Midland rustyhood
- Conservation status: Critically endangered (EPBC Act)

Scientific classification
- Kingdom: Plantae
- Clade: Tracheophytes
- Clade: Angiosperms
- Clade: Monocots
- Order: Asparagales
- Family: Orchidaceae
- Subfamily: Orchidoideae
- Tribe: Cranichideae
- Genus: Pterostylis
- Species: P. commutata
- Binomial name: Pterostylis commutata D.L.Jones
- Synonyms: Oligochaetochilus commutatus (D.L.Jones & M.A.Clem.) D.L.Jones & M.A.Clem.

= Pterostylis commutata =

- Genus: Pterostylis
- Species: commutata
- Authority: D.L.Jones
- Conservation status: CR
- Synonyms: Oligochaetochilus commutatus (D.L.Jones & M.A.Clem.) D.L.Jones & M.A.Clem.

Species of orchid

Pterostylis commutata, commonly known as the midland rustyhood is a plant in the orchid family Orchidaceae and is endemic to Tasmania. It has a rosette of leaves near its base and up to five translucent white and green flowers with a hairy, insect-like labellum. It is only found in a small area near Tunbridge and Ross .

==Description==
Pterostylis commutata is a terrestrial, perennial, deciduous, herb with an underground tuber and a rosette of between six and ten leaves. Each leaf is 15-30 mm long and 4-8 mm wide. Flowering plants have a rosette at the base of the flowering stem but these are usually withered by flowering time. Up to five translucent white flowers with green markings and 45-55 mm long and 7-9 mm wide are borne on a flowering spike 100-250 mm tall.
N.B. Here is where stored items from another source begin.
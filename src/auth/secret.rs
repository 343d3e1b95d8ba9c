//! Secure credential secret wrapper that redacts sensitive material.

// self
use crate::_prelude::*;

/// Redacted credential secret wrapper keeping identity tokens out of logs.
#[derive(Clone, PartialEq, Eq, Serialize, Deserialize)]
pub struct CredentialSecret(String);
impl CredentialSecret {
	/// Wraps a new secret string.
	pub fn new(value: impl Into<String>) -> Self {
		Self(value.into())
	}

	/// Returns the inner value. Callers must avoid logging this string.
	pub fn expose(&self) -> &str {
		&self.0
	}
}
impl AsRef<str> for CredentialSecret {
	fn as_ref(&self) -> &str {
		self.expose()
	}
}
impl Debug for CredentialSecret {
	fn fmt(&self, f: &mut Formatter) -> FmtResult {
		f.debug_tuple("CredentialSecret").field(&"<redacted>").finish()
	}
}
impl Display for CredentialSecret {
	fn fmt(&self, f: &mut Formatter) -> FmtResult {
		f.write_str("<redacted>")
	}
}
The flowers lean forward slightly and there are three or four stem leaves wrapped around the flowering stem. The dorsal sepal and petals form a hood called the "galea" over the column with the dorsal sepal having a thread-like tip 15-20 mm long. The lateral sepals are the same width as the galea, dished and have densely hairy edges. They taper suddenly to narrow, thread-like tips 15-30 mm long and parallel to each other. The labellum is green or brown, thin and insect-like, 6-7 mm long and about 4 mm wide. The edges of the labellum are wavy, with short, bristly hairs and there are two longer bristles near the "head" end. Flowering occurs from December to January.

==Taxonomy and naming==
Pterostylis commutata was first formally described in 1993 by David Jones from a specimen collected near Ross and the description was published in Muelleria. The specific epithet (commutata) is derived from the Latin word commutatus, 'changed', referring to the divergence of this species following isolation from related species.

==Distribution and habitat==
The midlands rustyhood grows in grassy woodland near Tunbridge and Ross.

==Conservation==
Pterostylis commutata is listed as "critically endangered" under the (CR) under the Environment Protection and Biodiversity Conservation Act 1999 (EPBC Act) and as "endangered" under the Tasmanian Government Threatened Species Protection Act 1995. It is only known form an area of about 75 km2 and the largest of the five populations only contains seventeen plants. The main threats to the species' survival include agricultural activities, habitat alteration and weed invasion.